Content starts
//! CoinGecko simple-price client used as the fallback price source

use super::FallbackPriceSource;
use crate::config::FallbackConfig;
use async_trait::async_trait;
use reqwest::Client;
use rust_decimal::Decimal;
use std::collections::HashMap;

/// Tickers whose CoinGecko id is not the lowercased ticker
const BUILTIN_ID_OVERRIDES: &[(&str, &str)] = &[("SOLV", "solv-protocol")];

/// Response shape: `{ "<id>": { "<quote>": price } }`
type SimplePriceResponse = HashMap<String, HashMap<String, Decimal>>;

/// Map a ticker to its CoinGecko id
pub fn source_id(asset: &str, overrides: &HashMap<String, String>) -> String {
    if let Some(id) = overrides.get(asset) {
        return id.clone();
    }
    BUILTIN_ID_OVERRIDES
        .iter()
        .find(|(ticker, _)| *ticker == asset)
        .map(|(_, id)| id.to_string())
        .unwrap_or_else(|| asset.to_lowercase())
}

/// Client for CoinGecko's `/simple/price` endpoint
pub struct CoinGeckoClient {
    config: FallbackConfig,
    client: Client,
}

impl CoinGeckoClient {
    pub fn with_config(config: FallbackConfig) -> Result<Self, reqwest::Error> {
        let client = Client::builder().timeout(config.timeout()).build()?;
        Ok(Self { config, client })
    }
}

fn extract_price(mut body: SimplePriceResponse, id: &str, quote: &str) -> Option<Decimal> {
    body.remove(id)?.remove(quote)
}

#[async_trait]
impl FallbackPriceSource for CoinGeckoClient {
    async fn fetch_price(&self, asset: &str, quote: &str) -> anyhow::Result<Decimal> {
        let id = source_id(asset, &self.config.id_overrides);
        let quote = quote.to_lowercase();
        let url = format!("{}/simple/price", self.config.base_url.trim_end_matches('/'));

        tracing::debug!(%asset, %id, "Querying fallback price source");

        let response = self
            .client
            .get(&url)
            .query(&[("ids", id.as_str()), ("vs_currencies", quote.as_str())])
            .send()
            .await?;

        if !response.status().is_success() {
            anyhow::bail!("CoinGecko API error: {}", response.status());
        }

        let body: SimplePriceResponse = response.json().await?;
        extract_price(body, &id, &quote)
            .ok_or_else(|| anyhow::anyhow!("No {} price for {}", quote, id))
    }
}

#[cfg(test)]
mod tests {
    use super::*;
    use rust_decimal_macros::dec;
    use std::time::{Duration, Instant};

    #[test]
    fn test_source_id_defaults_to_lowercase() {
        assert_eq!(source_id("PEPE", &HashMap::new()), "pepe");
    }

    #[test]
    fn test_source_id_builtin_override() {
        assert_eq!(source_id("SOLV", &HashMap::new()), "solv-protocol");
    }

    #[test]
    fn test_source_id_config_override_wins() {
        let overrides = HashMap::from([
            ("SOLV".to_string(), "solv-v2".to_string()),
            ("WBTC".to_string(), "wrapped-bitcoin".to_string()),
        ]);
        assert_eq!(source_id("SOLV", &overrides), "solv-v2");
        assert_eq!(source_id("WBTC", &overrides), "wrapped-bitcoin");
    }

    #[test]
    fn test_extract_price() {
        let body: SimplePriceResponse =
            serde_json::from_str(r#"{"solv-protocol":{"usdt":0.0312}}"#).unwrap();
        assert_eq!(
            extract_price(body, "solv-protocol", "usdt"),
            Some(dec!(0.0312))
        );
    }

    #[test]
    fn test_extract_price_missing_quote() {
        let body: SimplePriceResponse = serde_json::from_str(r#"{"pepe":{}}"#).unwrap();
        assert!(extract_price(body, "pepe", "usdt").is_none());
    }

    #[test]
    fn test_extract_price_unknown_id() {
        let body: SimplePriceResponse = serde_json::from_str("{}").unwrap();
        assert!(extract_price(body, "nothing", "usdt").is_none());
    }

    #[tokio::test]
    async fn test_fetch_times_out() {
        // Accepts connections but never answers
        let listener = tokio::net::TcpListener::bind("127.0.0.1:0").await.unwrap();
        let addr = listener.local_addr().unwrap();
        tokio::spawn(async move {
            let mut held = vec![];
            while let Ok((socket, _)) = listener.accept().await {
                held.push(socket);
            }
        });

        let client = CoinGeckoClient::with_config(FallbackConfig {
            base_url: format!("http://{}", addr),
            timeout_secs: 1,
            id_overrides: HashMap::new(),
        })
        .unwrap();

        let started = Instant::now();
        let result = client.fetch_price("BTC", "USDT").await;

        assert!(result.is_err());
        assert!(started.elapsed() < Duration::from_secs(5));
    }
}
Content ends
Task details: Show the lines in the entries above that include the string "Duration".

Output of the task:
    use std::time::{Duration, Instant};
        assert!(started.elapsed() < Duration::from_secs(5));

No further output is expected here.